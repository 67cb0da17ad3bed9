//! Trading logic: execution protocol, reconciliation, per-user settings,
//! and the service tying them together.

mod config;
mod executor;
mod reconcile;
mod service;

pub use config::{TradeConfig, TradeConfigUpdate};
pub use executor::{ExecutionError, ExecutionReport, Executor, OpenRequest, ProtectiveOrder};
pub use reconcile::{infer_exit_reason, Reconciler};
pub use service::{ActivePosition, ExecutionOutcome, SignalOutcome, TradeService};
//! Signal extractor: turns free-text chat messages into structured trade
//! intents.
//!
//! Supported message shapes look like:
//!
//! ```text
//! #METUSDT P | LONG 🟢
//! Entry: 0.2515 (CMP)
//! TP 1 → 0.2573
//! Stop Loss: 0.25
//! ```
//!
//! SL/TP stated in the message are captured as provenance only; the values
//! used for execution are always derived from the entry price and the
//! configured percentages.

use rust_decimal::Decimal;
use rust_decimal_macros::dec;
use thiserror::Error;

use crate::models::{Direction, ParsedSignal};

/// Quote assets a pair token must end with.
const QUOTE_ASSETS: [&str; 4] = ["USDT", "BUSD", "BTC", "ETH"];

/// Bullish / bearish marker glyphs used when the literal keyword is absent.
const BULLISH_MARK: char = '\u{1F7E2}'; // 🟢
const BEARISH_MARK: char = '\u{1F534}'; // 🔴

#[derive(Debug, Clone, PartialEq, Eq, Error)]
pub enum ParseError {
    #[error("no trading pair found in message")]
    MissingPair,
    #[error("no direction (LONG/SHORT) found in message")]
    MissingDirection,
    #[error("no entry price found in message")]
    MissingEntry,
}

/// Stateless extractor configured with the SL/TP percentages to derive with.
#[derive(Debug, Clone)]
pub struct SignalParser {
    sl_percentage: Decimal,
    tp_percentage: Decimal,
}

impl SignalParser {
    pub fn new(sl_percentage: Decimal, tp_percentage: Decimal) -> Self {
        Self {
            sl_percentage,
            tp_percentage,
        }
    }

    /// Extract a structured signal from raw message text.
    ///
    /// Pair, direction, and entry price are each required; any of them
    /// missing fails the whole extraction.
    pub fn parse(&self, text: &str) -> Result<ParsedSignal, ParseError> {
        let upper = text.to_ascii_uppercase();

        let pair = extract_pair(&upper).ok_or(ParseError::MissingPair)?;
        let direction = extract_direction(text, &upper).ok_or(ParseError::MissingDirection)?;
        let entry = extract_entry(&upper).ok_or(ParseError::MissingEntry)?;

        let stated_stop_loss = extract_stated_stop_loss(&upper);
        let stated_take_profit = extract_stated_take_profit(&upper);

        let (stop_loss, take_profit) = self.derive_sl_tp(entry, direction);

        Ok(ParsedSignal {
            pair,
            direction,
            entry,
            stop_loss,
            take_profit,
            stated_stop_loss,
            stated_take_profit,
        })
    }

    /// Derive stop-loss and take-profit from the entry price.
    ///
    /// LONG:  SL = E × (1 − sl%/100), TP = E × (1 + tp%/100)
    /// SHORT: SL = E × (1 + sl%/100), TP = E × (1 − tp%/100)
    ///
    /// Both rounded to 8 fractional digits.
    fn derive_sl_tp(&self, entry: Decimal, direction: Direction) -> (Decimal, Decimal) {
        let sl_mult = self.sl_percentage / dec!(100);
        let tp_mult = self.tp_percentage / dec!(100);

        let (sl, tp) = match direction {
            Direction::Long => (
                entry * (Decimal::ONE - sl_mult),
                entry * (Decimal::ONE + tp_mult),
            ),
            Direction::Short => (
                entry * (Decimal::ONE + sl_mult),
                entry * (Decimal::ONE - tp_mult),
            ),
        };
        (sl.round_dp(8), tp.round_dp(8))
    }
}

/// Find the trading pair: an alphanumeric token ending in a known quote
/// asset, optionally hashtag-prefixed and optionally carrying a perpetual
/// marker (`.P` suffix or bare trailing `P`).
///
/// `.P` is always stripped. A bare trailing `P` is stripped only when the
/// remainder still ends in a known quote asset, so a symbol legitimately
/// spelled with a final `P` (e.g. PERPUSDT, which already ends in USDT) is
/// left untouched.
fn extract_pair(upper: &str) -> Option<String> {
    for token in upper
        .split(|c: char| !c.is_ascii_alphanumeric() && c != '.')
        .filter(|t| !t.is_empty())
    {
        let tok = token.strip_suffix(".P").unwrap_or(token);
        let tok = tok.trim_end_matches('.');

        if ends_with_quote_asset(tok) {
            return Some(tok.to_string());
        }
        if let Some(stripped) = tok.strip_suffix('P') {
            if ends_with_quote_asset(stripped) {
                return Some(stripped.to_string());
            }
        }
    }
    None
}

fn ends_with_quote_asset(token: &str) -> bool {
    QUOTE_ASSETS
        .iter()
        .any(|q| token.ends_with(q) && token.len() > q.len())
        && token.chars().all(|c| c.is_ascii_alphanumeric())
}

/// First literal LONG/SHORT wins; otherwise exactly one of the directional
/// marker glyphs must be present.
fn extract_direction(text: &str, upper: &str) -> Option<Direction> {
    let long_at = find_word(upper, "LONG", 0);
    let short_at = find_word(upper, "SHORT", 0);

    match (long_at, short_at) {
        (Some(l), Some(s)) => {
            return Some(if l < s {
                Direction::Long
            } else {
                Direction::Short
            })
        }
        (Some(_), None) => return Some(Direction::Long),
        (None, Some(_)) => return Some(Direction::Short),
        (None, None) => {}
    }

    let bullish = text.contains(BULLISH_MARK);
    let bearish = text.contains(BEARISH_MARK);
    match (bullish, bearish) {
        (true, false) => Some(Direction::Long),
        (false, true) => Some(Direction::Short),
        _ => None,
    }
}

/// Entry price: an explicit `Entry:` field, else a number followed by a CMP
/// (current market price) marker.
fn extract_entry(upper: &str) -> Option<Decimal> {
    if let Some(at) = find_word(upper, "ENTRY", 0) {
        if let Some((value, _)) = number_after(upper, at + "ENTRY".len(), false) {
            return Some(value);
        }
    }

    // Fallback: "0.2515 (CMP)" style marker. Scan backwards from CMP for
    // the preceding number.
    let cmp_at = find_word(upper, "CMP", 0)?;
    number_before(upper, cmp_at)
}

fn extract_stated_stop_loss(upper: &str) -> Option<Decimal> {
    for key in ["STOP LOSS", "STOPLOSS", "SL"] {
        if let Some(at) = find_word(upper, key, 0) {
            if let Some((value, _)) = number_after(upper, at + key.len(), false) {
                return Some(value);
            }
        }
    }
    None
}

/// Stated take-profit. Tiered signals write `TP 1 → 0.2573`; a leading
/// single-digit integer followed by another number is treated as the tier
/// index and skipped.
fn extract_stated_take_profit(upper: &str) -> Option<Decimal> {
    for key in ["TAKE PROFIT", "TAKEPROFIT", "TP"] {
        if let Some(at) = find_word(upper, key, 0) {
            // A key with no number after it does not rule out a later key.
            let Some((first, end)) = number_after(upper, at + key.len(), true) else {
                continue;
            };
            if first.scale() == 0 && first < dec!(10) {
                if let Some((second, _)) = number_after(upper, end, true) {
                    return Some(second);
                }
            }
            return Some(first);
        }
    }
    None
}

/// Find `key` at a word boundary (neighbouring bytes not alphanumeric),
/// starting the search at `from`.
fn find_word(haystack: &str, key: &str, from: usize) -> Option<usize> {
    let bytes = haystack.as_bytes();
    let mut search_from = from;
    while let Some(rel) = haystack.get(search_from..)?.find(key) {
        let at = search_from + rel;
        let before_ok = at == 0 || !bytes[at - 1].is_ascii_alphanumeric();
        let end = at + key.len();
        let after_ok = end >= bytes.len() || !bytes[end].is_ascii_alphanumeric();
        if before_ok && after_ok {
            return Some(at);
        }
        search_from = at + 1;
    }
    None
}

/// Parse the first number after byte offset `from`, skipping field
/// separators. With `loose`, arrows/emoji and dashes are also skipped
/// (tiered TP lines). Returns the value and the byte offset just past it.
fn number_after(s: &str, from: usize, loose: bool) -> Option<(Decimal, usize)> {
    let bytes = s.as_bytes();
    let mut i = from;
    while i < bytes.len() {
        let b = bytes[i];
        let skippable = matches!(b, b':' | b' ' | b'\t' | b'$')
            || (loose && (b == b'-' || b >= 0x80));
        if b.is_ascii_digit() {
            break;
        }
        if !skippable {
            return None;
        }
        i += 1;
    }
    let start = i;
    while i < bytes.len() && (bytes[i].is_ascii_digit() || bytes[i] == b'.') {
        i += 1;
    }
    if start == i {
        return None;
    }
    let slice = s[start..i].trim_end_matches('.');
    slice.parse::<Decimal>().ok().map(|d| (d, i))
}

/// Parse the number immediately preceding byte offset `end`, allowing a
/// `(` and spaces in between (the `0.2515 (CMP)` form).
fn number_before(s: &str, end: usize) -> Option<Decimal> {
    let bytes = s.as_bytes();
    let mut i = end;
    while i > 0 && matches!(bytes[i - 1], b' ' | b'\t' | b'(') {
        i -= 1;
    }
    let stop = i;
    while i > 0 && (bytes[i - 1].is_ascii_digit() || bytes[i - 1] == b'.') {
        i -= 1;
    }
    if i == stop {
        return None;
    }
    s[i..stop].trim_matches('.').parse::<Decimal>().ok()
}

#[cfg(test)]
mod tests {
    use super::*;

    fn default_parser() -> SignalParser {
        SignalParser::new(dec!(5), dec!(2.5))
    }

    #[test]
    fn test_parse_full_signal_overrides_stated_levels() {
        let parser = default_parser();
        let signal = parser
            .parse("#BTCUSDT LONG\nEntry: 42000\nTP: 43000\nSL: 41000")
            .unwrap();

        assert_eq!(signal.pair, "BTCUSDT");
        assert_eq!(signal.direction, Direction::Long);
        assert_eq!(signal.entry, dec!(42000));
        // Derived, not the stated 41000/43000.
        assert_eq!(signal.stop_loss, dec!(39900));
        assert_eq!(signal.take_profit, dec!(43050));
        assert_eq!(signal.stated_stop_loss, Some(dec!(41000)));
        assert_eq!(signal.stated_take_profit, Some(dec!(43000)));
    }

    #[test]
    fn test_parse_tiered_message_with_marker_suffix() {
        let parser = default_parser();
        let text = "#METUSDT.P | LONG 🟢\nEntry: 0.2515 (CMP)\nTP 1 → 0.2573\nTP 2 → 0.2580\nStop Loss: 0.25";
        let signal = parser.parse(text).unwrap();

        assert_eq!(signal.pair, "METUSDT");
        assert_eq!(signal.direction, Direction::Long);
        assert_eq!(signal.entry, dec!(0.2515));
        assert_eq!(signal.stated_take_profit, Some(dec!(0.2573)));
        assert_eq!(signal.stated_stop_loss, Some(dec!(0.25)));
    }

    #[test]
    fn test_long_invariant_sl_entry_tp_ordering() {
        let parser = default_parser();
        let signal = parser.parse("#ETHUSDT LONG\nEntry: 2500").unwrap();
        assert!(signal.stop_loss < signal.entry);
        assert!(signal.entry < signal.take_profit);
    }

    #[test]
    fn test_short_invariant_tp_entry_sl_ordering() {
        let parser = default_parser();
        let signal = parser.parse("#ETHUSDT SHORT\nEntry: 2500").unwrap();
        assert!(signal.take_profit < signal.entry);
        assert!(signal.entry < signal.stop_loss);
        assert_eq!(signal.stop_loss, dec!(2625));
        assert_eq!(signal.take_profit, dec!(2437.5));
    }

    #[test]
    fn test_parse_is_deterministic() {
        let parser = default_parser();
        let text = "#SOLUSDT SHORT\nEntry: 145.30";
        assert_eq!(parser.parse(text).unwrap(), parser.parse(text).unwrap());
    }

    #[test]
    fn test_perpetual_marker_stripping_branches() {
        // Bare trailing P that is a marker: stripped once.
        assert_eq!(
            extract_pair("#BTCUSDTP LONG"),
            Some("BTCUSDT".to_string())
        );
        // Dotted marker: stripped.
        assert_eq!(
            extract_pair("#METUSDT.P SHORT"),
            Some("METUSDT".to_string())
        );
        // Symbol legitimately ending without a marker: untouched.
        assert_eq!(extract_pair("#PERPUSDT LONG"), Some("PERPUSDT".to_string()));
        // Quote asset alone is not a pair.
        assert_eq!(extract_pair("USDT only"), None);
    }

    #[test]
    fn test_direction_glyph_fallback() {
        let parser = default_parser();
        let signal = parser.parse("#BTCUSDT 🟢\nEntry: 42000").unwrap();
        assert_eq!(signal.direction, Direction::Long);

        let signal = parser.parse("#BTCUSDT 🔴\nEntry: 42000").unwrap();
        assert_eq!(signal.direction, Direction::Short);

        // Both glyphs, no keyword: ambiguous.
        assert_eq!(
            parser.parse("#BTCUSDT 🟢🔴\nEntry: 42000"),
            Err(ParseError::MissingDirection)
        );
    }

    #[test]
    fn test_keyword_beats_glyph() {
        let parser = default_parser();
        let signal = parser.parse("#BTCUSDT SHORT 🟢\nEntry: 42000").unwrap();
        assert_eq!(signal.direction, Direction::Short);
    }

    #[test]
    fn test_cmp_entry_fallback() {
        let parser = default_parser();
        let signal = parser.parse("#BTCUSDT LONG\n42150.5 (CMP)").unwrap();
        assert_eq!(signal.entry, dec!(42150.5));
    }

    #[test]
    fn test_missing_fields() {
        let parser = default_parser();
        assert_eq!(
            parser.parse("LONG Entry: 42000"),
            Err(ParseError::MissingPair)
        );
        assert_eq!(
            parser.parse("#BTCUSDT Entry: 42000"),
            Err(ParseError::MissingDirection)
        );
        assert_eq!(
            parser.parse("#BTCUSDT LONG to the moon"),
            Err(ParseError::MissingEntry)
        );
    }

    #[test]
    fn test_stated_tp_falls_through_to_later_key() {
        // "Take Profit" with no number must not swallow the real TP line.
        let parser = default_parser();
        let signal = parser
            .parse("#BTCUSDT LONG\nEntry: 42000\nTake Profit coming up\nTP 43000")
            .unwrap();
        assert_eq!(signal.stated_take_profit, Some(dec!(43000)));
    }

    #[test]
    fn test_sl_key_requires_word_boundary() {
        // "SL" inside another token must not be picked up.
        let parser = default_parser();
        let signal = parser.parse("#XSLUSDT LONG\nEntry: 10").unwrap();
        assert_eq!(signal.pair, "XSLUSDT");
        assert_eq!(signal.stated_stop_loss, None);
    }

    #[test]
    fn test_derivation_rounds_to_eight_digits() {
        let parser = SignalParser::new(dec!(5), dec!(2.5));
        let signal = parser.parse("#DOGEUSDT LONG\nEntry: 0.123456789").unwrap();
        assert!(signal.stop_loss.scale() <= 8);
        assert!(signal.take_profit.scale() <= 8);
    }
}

*YOUR ASSIGNMENT*
Using the data above, tally each line in which "price" appears and give the number with no other words.

*COMPLETED EXERCISE*
6